The Board of Directors of The Ramco Cements has approved a draft scheme for the amalgamation of its wholly-owned subsidiary, Ramco Windfarms Limited, with the parent company. This decision, made on November 5, 2025, aims to streamline operations, reduce costs, and improve the overall efficiency of power generation and utilization within the group. The amalgamation is subject to regulatory and shareholder approvals.
Amalgamation Approval
On November 5, 2025, the Board of Directors of The Ramco Cements Limited formally approved the draft scheme of amalgamation for Ramco Windfarms Limited, a wholly-owned subsidiary. This decision was based on the recommendation of the Audit Committee, signifying a strategic move to consolidate the wind energy business.
Strategic Rationale
The primary objectives behind this amalgamation are to:
- Utilize wind power more effectively for manufacturing operations.

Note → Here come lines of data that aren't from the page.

//! SQLite operations for the accounts table.
//!
//! Clients should not call these directly; the [`AccountManagement`](crate::traits::AccountManagement)
//! implementation on [`SqliteDatabase`](crate::SqliteDatabase) is the public surface.

use sqlx::SqliteConnection;

use crate::{
    db_types::{Account, AccountStatus, NewAccount},
    traits::AccountApiError,
};

pub async fn insert_account(
    account: &NewAccount,
    license_key: &str,
    conn: &mut SqliteConnection,
) -> Result<Account, AccountApiError> {
    let result = sqlx::query_as::<_, Account>(
        r#"INSERT INTO accounts
           (resource_id, team_id, email, app_slug, plan_slug, language, email_preference, status, license_key)
           VALUES (?, ?, ?, ?, ?, ?, ?, ?, ?)
           RETURNING *"#,
    )
    .bind(&account.resource_id)
    .bind(&account.team_id)
    .bind(&account.email)
    .bind(&account.app_slug)
    .bind(&account.plan_slug)
    .bind(&account.language)
    .bind(account.email_preference)
    .bind(AccountStatus::Active)
    .bind(license_key)
    .fetch_one(conn)
    .await;
    result.map_err(|e| match &e {
        sqlx::Error::Database(de) if de.is_unique_violation() => {
            AccountApiError::AccountAlreadyExists(account.resource_id.clone())
        },
        _ => AccountApiError::from(e),
    })
}

pub async fn fetch_account_by_resource_id(
    resource_id: &str,
    conn: &mut SqliteConnection,
) -> Result<Option<Account>, AccountApiError> {
    let account = sqlx::query_as::<_, Account>("SELECT * FROM accounts WHERE resource_id = ?")
        .bind(resource_id)
        .fetch_optional(conn)
        .await?;
    Ok(account)
}

pub async fn set_status(
    resource_id: &str,
    status: AccountStatus,
    conn: &mut SqliteConnection,
) -> Result<(), AccountApiError> {
    let result = sqlx::query("UPDATE accounts SET status = ?, updated_at = CURRENT_TIMESTAMP WHERE resource_id = ?")
        .bind(status)
        .bind(resource_id)
        .execute(conn)
        .await?;
    if result.rows_affected() == 0 {
        return Err(AccountApiError::AccountNotFound(resource_id.to_string()));
    }
    Ok(())
}

pub async fn update_plan(
    resource_id: &str,
    plan_slug: &str,
    conn: &mut SqliteConnection,
) -> Result<(), AccountApiError> {
    let result =
        sqlx::query("UPDATE accounts SET plan_slug = ?, updated_at = CURRENT_TIMESTAMP WHERE resource_id = ?")
            .bind(plan_slug)
            .bind(resource_id)
            .execute(conn)
            .await?;
    if result.rows_affected() == 0 {
        return Err(AccountApiError::AccountNotFound(resource_id.to_string()));
    }
    Ok(())
}

pub async fn update_license_key(
    resource_id: &str,
    license_key: &str,
    conn: &mut SqliteConnection,
) -> Result<(), AccountApiError> {
    let result =
        sqlx::query("UPDATE accounts SET license_key = ?, updated_at = CURRENT_TIMESTAMP WHERE resource_id = ?")
            .bind(license_key)
            .bind(resource_id)
            .execute(conn)
            .await?;
    if result.rows_affected() == 0 {
        return Err(AccountApiError::AccountNotFound(resource_id.to_string()));
    }
    Ok(())
}
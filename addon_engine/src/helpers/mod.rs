pub mod sso_signature;

pub use sso_signature::{sign_sso_message, SsoSignatureError, SsoValidator};
use std::env;

use aog_common::Secret;
use log::*;
use marketplace_tools::MarketplaceConfig;

const DEFAULT_AOG_HOST: &str = "127.0.0.1";
const DEFAULT_AOG_PORT: u16 = 8082;

#[derive(Clone, Debug)]
pub struct ServerConfig {
    pub host: String,
    pub port: u16,
    pub database_url: String,
    /// The unique name given to the add-on at registration. The platform uses it as the basic-auth username on
    /// every webhook call.
    pub app_slug: String,
    /// The basic-auth password the platform was issued for webhook calls.
    pub app_password: Secret<String>,
    /// The shared salt issued at registration. It keys both the SSO HMAC check and the session tokens handed to
    /// the front-end.
    pub app_salt: Secret<String>,
    /// Where to redirect users after a successful SSO login.
    pub app_homepage: String,
    /// Connection settings for the platform's vendor API (token and config endpoints).
    pub marketplace: MarketplaceConfig,
}

impl Default for ServerConfig {
    fn default() -> Self {
        Self {
            host: DEFAULT_AOG_HOST.to_string(),
            port: DEFAULT_AOG_PORT,
            database_url: String::default(),
            app_slug: "sample-add-on".to_string(),
            app_password: Secret::default(),
            app_salt: Secret::default(),
            app_homepage: String::default(),
            marketplace: MarketplaceConfig::default(),
        }
    }
}

impl ServerConfig {
    pub fn new(host: &str, port: u16) -> Self {
        Self { host: host.to_string(), port, ..Default::default() }
    }

    pub fn from_env_or_default() -> Self {
        let host = env::var("AOG_HOST").ok().unwrap_or_else(|| DEFAULT_AOG_HOST.into());
        let port = env::var("AOG_PORT")
            .map(|s| {
                s.parse::<u16>().unwrap_or_else(|e| {
                    error!("🪛️ {s} is not a valid port for AOG_PORT. {e} Using the default, {DEFAULT_AOG_PORT}, instead.");
                    DEFAULT_AOG_PORT
                })
            })
            .ok()
            .unwrap_or(DEFAULT_AOG_PORT);
        let database_url = env::var("AOG_DATABASE_URL").ok().unwrap_or_else(|| {
            warn!("🪛️ AOG_DATABASE_URL is not set. The default SQLite database location will be used.");
            String::default()
        });
        let app_slug = env::var("AOG_APP_SLUG").ok().unwrap_or_else(|| {
            warn!("🪛️ AOG_APP_SLUG is not set. Using the default, 'sample-add-on'.");
            "sample-add-on".to_string()
        });
        let app_password = Secret::new(env::var("AOG_APP_PASSWORD").ok().unwrap_or_else(|| {
            error!(
                "🪛️ AOG_APP_PASSWORD is not set. The server will run, but won't authorise any incoming marketplace \
                 webhooks."
            );
            String::default()
        }));
        let app_salt = Secret::new(env::var("AOG_APP_SALT").ok().unwrap_or_else(|| {
            error!(
                "🚨️ AOG_APP_SALT is not set. SSO logins and session tokens cannot be verified without it. Set it to \
                 the salt issued when the add-on was registered."
            );
            String::default()
        }));
        let app_homepage = env::var("AOG_APP_HOMEPAGE").ok().unwrap_or_else(|| {
            warn!("🪛️ AOG_APP_HOMEPAGE is not set. SSO redirects will point at an empty URL.");
            String::default()
        });
        let marketplace = MarketplaceConfig::from_env_or_default();
        Self { host, port, database_url, app_slug, app_password, app_salt, app_homepage, marketplace }
    }
}

/// A subset of the server configuration that handlers need at request time. Kept small, and excludes secrets, so
/// it can be cloned into the app data without passing sensitive information around the system.
#[derive(Clone, Debug, Default)]
pub struct ServerOptions {
    pub app_homepage: String,
}

impl ServerOptions {
    pub fn from_config(config: &ServerConfig) -> Self {
        Self { app_homepage: config.app_homepage.clone() }
    }
}
mod helpers;

mod auth;
mod sso;
mod vendor;
mod webhooks;
use crate::{
    db_types::{Activity, NewActivity},
    traits::AccountApiError,
};

/// Behaviour for the activity log. Platform notifications are recorded as activities against the account they
/// refer to, giving operators an audit trail of what the marketplace told us and when.
#[allow(async_fn_in_trait)]
pub trait ActivityManagement {
    /// Records an activity against the account owning `activity.resource_id`. Fails with
    /// [`AccountApiError::AccountNotFound`] if the resource was never provisioned.
    async fn record_activity(&self, activity: &NewActivity) -> Result<(), AccountApiError>;

    /// Fetches activities, newest first. When `resource_id` is given, only that resource's activities are
    /// returned.
    async fn fetch_activities(&self, resource_id: Option<&str>) -> Result<Vec<Activity>, AccountApiError>;
}
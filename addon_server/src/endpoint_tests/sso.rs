use actix_web::{http::StatusCode, test, test::TestRequest, web, web::ServiceConfig, App};
use addon_engine::helpers::{sign_sso_message, SsoValidator};
use chrono::{Duration, Utc};

use super::helpers::{salt, TEST_HOMEPAGE};
use crate::{auth::SessionTokenIssuer, config::ServerOptions, data_objects::SsoRequest, routes::sso};

fn configure_sso() -> impl FnOnce(&mut ServiceConfig) {
    move |cfg| {
        cfg.app_data(web::Data::new(SsoValidator::new(salt())))
            .app_data(web::Data::new(SessionTokenIssuer::new(&salt())))
            .app_data(web::Data::new(ServerOptions { app_homepage: TEST_HOMEPAGE.to_string() }))
            .route("/sso", web::post().to(sso));
    }
}

fn sso_form(resource_id: &str, token: String, timestamp: String) -> SsoRequest {
    SsoRequest {
        resource_uuid: resource_id.to_string(),
        token,
        timestamp,
        user_email: "someone@example.com".to_string(),
        user_id: "user-42".to_string(),
    }
}

#[actix_web::test]
async fn a_valid_sso_request_redirects_with_a_session_token() {
    let _ = env_logger::try_init().ok();
    let app = test::init_service(App::new().configure(configure_sso())).await;
    let ts = Utc::now().timestamp().to_string();
    let token = sign_sso_message(&salt(), &ts, "r-100");
    let req = TestRequest::post().uri("/sso").set_form(sso_form("r-100", token, ts)).to_request();
    let res = test::call_service(&app, req).await;
    assert_eq!(res.status(), StatusCode::TEMPORARY_REDIRECT);
    let location = res.headers().get("Location").unwrap().to_str().unwrap();
    let secret = location
        .strip_prefix(&format!("{TEST_HOMEPAGE}?secret="))
        .expect("redirect should point at the homepage with a secret");
    // The handed-off secret is a session token for the same resource.
    let claims = SessionTokenIssuer::new(&salt()).validate(secret).unwrap();
    assert_eq!(claims.sub, "r-100");
}

#[actix_web::test]
async fn a_stale_timestamp_is_rejected_without_detail() {
    let _ = env_logger::try_init().ok();
    let app = test::init_service(App::new().configure(configure_sso())).await;
    let ts = (Utc::now() - Duration::minutes(10)).timestamp().to_string();
    let token = sign_sso_message(&salt(), &ts, "r-100");
    let req = TestRequest::post().uri("/sso").set_form(sso_form("r-100", token, ts)).to_request();
    let res = test::call_service(&app, req).await;
    assert_eq!(res.status(), StatusCode::UNAUTHORIZED);
    let body = test::read_body(res).await;
    assert!(body.is_empty(), "an auth rejection must not explain itself: {body:?}");
}

#[actix_web::test]
async fn a_token_for_a_different_resource_is_rejected() {
    let _ = env_logger::try_init().ok();
    let app = test::init_service(App::new().configure(configure_sso())).await;
    let ts = Utc::now().timestamp().to_string();
    let token = sign_sso_message(&salt(), &ts, "some-other-resource");
    let req = TestRequest::post().uri("/sso").set_form(sso_form("r-100", token, ts)).to_request();
    let res = test::call_service(&app, req).await;
    assert_eq!(res.status(), StatusCode::UNAUTHORIZED);
}

#[actix_web::test]
async fn a_future_timestamp_within_the_window_is_accepted() {
    let _ = env_logger::try_init().ok();
    let app = test::init_service(App::new().configure(configure_sso())).await;
    let ts = (Utc::now() + Duration::seconds(60)).timestamp().to_string();
    let token = sign_sso_message(&salt(), &ts, "r-100");
    let req = TestRequest::post().uri("/sso").set_form(sso_form("r-100", token, ts)).to_request();
    let res = test::call_service(&app, req).await;
    assert_eq!(res.status(), StatusCode::TEMPORARY_REDIRECT);
}

#[actix_web::test]
async fn garbage_inputs_are_a_bad_request_not_a_rejection() {
    let _ = env_logger::try_init().ok();
    let app = test::init_service(App::new().configure(configure_sso())).await;
    let req = TestRequest::post()
        .uri("/sso")
        .set_form(sso_form("r-100", "not-hex-at-all".to_string(), Utc::now().timestamp().to_string()))
        .to_request();
    let res = test::call_service(&app, req).await;
    assert_eq!(res.status(), StatusCode::BAD_REQUEST);

    let ts = Utc::now().timestamp().to_string();
    let token = sign_sso_message(&salt(), &ts, "r-100");
    let req = TestRequest::post().uri("/sso").set_form(sso_form("r-100", token, "yesterday".to_string())).to_request();
    let res = test::call_service(&app, req).await;
    assert_eq!(res.status(), StatusCode::BAD_REQUEST);
}
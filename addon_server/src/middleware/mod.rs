mod basic_auth;

pub use basic_auth::{BasicAuthMiddlewareFactory, BasicAuthMiddlewareService};
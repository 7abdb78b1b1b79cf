//! Connection artifacts for downstream tools
//!
//! Both files are regenerated from scratch on every successful run.

use crate::config::BootstrapConfig;
use crate::error::{BootstrapError, Result};
use std::fs;
use std::path::Path;
use tracing::info;

/// `psql postgresql://<user>:<password>@localhost:<port>/<database>`
pub fn connection_record(config: &BootstrapConfig) -> String {
    format!(
        "psql postgresql://{}:{}@localhost:{}/{}",
        config.user, config.password, config.port, config.database
    )
}

/// Key/value lines for the visualizer. The URL carries no credentials.
pub fn env_export(config: &BootstrapConfig) -> String {
    format!(
        "DATABASE_URL=postgresql://localhost:{port}/{db}\n\
         DB_USER={user}\n\
         DB_PASSWORD={password}\n\
         DB_NAME={db}\n\
         DB_PORT={port}\n",
        port = config.port,
        db = config.database,
        user = config.user,
        password = config.password,
    )
}

fn write_file(path: &Path, contents: &str) -> Result<()> {
    let to_err = |source| BootstrapError::Artifacts {
        path: path.to_path_buf(),
        source,
    };
    if let Some(parent) = path.parent() {
        fs::create_dir_all(parent).map_err(to_err)?;
    }
    fs::write(path, contents).map_err(to_err)
}

/// Write the Connection Record and the Environment Export File.
pub fn write_artifacts(config: &BootstrapConfig) -> Result<()> {
    write_file(
        &config.connection_file,
        &format!("{}\n", connection_record(config)),
    )?;
    write_file(&config.env_file, &env_export(config))?;

    info!(
        connection_file = %config.connection_file.display(),
        env_file = %config.env_file.display(),
        "Connection artifacts written"
    );
    Ok(())
}
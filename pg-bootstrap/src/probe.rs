//! pg_isready result mapping

use std::fmt;

/// Connection status reported by `pg_isready`.
#[derive(Debug, Clone, Copy, PartialEq, Eq)]
pub enum ProbeStatus {
    /// Exit 0: accepting connections
    Accepting,
    /// Exit 1: up but rejecting (startup or shutdown in progress)
    Rejecting,
    /// Exit 2: nothing answered
    NoResponse,
    /// Exit 3 or killed: the probe itself could not run
    NoAttempt,
}

impl ProbeStatus {
    pub fn from_exit_code(code: Option<i32>) -> Self {
        match code {
            Some(0) => Self::Accepting,
            Some(1) => Self::Rejecting,
            Some(2) => Self::NoResponse,
            _ => Self::NoAttempt,
        }
    }

    pub fn is_ready(self) -> bool {
        self == Self::Accepting
    }
}

impl fmt::Display for ProbeStatus {
    fn fmt(&self, f: &mut fmt::Formatter<'_>) -> fmt::Result {
        let s = match self {
            Self::Accepting => "accepting connections",
            Self::Rejecting => "rejecting connections",
            Self::NoResponse => "no response",
            Self::NoAttempt => "no attempt made",
        };
        f.write_str(s)
    }
}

- Simplify the corporate structure.
- Reduce legal, administrative, and compliance costs.
Financial Performance (Standalone)
The standalone unaudited financial results for Q2 2025-26 show a profit before tax of ₹100.24 crores. Total Income stood at ₹2,241.89 crores for the same period.
Financial Highlights (Consolidated)
The consolidated unaudited financial results for Q2 2025-26 indicate a profit before tax of ₹99.83 crores. The company’s total income reached ₹2,245.28 crores for this quarter.
Key Financial Ratios (Standalone)
- Debt-Equity Ratio: 0.61
- Current Ratio: 1.11
Key Financial Ratios (Consolidated)
- Debt-Equity Ratio: 0.62
- Current Ratio: 1.11
Important Dates
- Board Meeting Date: November 5, 2025
- Appointed Date for the Scheme: April 1, 2026
The scheme is subject to approvals from shareholders, creditors, and regulatory bodies including the National Company Law Tribunal (NCLT).